__Required work__
Below are the records; collect from them each line containing the string "that".

(Entries shown begins)

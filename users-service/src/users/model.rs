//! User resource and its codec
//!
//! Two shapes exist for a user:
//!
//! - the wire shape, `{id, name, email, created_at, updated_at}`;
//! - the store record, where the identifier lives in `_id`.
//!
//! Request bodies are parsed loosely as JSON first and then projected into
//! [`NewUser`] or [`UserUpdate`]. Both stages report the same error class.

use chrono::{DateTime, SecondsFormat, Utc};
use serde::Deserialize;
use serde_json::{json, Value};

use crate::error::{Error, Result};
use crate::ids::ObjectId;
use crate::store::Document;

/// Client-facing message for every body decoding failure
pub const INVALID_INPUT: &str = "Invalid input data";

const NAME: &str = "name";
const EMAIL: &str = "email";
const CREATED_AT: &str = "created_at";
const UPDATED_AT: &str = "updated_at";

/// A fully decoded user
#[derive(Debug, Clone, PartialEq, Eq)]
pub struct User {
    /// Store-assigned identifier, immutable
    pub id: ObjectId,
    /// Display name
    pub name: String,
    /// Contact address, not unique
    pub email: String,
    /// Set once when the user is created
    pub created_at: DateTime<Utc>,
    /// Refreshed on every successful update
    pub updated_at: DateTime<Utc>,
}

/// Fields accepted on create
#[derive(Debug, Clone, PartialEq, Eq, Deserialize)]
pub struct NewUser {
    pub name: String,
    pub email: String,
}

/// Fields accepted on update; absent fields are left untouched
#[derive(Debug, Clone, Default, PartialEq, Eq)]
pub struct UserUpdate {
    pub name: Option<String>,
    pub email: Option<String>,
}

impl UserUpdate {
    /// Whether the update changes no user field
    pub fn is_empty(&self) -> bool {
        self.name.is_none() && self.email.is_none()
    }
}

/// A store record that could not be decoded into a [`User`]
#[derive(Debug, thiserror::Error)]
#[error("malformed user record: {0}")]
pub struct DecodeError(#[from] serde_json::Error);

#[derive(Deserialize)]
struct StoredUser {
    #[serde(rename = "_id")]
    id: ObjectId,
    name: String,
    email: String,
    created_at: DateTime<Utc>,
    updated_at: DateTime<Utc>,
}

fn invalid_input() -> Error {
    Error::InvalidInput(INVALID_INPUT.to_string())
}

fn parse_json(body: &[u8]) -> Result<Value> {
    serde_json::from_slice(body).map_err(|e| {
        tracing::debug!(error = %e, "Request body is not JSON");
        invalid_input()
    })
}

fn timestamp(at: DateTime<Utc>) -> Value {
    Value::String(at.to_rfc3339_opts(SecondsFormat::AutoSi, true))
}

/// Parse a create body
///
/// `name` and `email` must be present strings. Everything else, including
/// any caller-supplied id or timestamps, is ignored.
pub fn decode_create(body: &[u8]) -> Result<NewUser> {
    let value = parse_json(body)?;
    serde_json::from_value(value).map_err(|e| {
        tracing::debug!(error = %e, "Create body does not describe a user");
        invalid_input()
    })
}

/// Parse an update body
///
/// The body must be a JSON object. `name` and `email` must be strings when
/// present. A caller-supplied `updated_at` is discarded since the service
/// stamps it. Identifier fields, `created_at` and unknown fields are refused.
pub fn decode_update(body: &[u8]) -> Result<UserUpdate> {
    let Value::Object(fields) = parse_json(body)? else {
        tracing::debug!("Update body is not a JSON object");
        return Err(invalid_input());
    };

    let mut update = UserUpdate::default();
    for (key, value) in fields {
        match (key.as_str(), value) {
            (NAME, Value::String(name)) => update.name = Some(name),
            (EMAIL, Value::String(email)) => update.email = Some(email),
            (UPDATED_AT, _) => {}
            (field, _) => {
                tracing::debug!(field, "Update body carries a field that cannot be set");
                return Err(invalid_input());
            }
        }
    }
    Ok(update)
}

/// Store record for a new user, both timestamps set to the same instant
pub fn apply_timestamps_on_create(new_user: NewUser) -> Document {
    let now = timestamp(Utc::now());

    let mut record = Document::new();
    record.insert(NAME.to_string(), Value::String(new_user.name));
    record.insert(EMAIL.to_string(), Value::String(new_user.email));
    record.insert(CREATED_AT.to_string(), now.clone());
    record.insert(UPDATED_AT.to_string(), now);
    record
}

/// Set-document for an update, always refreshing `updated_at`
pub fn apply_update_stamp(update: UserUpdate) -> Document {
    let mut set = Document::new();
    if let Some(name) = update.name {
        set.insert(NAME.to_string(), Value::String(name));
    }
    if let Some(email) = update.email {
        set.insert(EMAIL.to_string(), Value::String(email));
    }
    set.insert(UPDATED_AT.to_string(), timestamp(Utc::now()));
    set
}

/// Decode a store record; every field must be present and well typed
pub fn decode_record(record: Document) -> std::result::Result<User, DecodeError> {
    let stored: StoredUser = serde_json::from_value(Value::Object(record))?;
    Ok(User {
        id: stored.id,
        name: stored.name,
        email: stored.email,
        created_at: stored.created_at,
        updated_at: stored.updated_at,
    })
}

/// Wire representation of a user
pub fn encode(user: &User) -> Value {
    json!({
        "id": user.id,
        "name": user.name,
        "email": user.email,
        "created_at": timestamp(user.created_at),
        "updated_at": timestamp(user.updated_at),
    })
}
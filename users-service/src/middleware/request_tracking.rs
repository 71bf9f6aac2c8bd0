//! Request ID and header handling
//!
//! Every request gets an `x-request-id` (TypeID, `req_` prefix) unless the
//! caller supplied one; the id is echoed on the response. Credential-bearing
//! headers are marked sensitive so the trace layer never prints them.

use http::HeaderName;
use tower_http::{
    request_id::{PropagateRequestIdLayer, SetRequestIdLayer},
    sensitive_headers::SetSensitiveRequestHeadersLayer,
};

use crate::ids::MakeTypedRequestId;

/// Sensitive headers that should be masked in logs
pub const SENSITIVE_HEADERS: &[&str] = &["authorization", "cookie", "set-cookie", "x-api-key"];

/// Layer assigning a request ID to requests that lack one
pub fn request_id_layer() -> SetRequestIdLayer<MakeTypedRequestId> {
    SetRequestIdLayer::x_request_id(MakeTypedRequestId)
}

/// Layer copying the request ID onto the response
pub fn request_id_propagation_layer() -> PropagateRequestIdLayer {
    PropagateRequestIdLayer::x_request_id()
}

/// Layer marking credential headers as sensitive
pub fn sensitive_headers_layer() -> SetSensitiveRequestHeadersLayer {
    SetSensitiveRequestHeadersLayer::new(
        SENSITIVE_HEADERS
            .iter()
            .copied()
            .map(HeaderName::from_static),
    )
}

(Entries shown ends)

__Exercise answer__
/// A store record that could not be decoded into a [`User`]
                tracing::debug!(field, "Update body carries a field that cannot be set");
/// Sensitive headers that should be masked in logs
/// Layer assigning a request ID to requests that lack one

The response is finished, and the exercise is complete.